The aftermath of 9/11 transformed America into a police state. Obama continued what Bush/Cheney began – cracking down hard on fundamental freedoms, subverting constitutionally protected rights.
Will Charlottesville be used as a pretext for more of the same? Violence last weekend was reprehensible. Responsible parties should be held fully accountable – federal, state and local laws adequate to handle things.
Attorney General Jeff Sessions opened an investigation into possible hate crime charges. Bipartisan leadership in Congress urged hate crime and terrorist charges against James Fields, accused of mowing down counter-demonstrators, causing one death and numerous injuries.
Federal hate crimes legislation was first enacted in 1968 – defined as threatening to use force “to willfully interfere with any person because of race, color, religion, or national origin and because the person is participating in a federally protected activity, such as public education, employment, jury service, travel, or the enjoyment of public accommodations, or helping another person to do so,” according to the Justice Department.
Additional hate crimes legislation followed in 1988, 1996 and 2009 – expanding the federal definition of this crime. As of mid-July 2016, the Justice Department charged 258 individuals with hate crimes – since 2009 alone.
The so-called Shepard Byrd Act (October 2009) made it a federal crime “to willfully cause bodily injury, or attempt to do so using a dangerous weapon, because of the victim’s actual or perceived race, color, religion, or national origin,” according to the DOJ.
It expanded previous hate crimes legislation. Is further expansion likely post-Charlottesville? Did Fields commit a hate crime and/or terrorism, or was he solely ideologically motivated against anyone opposed to his point of view?
He already faces murder and other charges. No evidence suggests he targeted individuals for their race, religion, national origin or other factors hate crimes legislation specifies.

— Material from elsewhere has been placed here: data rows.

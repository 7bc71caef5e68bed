use std::env;

/// Parsed command line. The binary stays small on purpose: one verb and a
/// job file.
pub enum Opts {
    Run { path: String },
    Validate { path: String },
}

pub fn get_opts() -> Opts {
    let mut args = env::args().skip(1);
    let verb = args.next().unwrap_or_else(|| usage());
    let path = args.next().unwrap_or_else(|| usage());
    match verb.as_str() {
        "run" => Opts::Run { path },
        "validate" => Opts::Validate { path },
        other => {
            eprintln!("Unknown subcommand: {} (supported: run, validate)", other);
            std::process::exit(1);
        }
    }
}

fn usage() -> ! {
    eprintln!("Usage: greetpipe <run|validate> <job.yaml>");
    std::process::exit(1);
}
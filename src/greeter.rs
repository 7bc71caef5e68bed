//! The "say hello" step and its configuration-time validation.

use std::io::Write;

use async_trait::async_trait;
use serde::{Deserialize, Serialize};

use crate::work::Work;

/// One greeting invocation: who to greet and in which language.
#[derive(Debug, Clone, Deserialize, Serialize)]
pub struct GreetingRequest {
    pub name: String,
    #[serde(default)]
    pub use_french: bool,
}

/// Write exactly one greeting line for `request` to the console.
pub fn greet(request: &GreetingRequest, console: &mut (dyn Write + Send)) -> anyhow::Result<()> {
    if request.use_french {
        writeln!(console, "Bonjour, {}!", request.name)?;
    } else {
        writeln!(console, "Hello, {}!", request.name)?;
    }
    Ok(())
}

/// Work adapter around one greeting request, so a greeting can run on its own
/// or inside a counted body.
pub struct Greeter {
    request: GreetingRequest,
}

impl Greeter {
    pub fn new(request: GreetingRequest) -> Self {
        Self { request }
    }
}

#[async_trait]
impl Work for Greeter {
    async fn run(&mut self, console: &mut (dyn Write + Send)) -> anyhow::Result<()> {
        greet(&self.request, console)
    }
}

/// Outcome of configuration-time name validation. An error blocks the job
/// from loading; a warning is advisory and never stops execution.
#[derive(Debug, Clone, Copy, PartialEq, Eq)]
pub enum NameValidation {
    Ok,
    Warning(&'static str),
    Error(&'static str),
}

/// Advisory validation for the `name` field of a greeting or counting step.
pub fn check_name(value: &str) -> NameValidation {
    if value.is_empty() {
        return NameValidation::Error("Please set a name");
    }
    if value.chars().count() < 4 {
        return NameValidation::Warning("Isn't the name too short?");
    }
    NameValidation::Ok
}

The 1968 Civil Rights Act criminalizes use of force to injure or intimidate anyone “participating lawfully in speech or peaceful assembly.”
It usually targets voting rights violations, not incidents like Charlottesville, though it’s appropriate using it to press charges against individuals responsible for violence last weekend.
AG Jeff Sessions called the deadly car ramming attack “domestic terrorism,” saying “we will charge and advance the investigation toward the most serious charges that can be brought…”
So far, Fields is charged with second-degree murder, malicious wounding, and failure to stop at the scene of an accident resulting in a death – under Virginia law.
Will federal hate crime and terrorism charges follow? Will current federal laws be expanded to be harsher? Will civil liberties suffer another body blow? Will tyranny advance further toward becoming full-blown?
US history is littered with repressive laws – Constitutional protections targeted since the 1798 Alien and Sedition Acts restricted First Amendment freedoms. Police state harshness defines US policy, civil liberties grievously harmed. Anything goes in the name of national security is OK.
For the first time in US history, Patriot Act provisions created the crime of domestic terrorism. Section 802 applies to anyone allegedly engaged in “dangerous to human life” actions. US citizens and permanent residents are vulnerable to accusations of violating federal, state, or local laws if they:
• intimidate or coerce a civilian population;
• influence government policy by intimidation or coercion; and/or
• affect government conduct by mass destruction, assassination or kidnapping.
The devil is in the definition. Peaceful demonstrators can be targeted like violent ones. The First Amendment doesn’t discriminate against points of view hostile to government practices.
Academic, media and speech freedoms are fundamental in all free and open societies. Using Charlottesville or similar violent incidents elsewhere as pretexts to compromise constitutional rights is what tyranny is all about.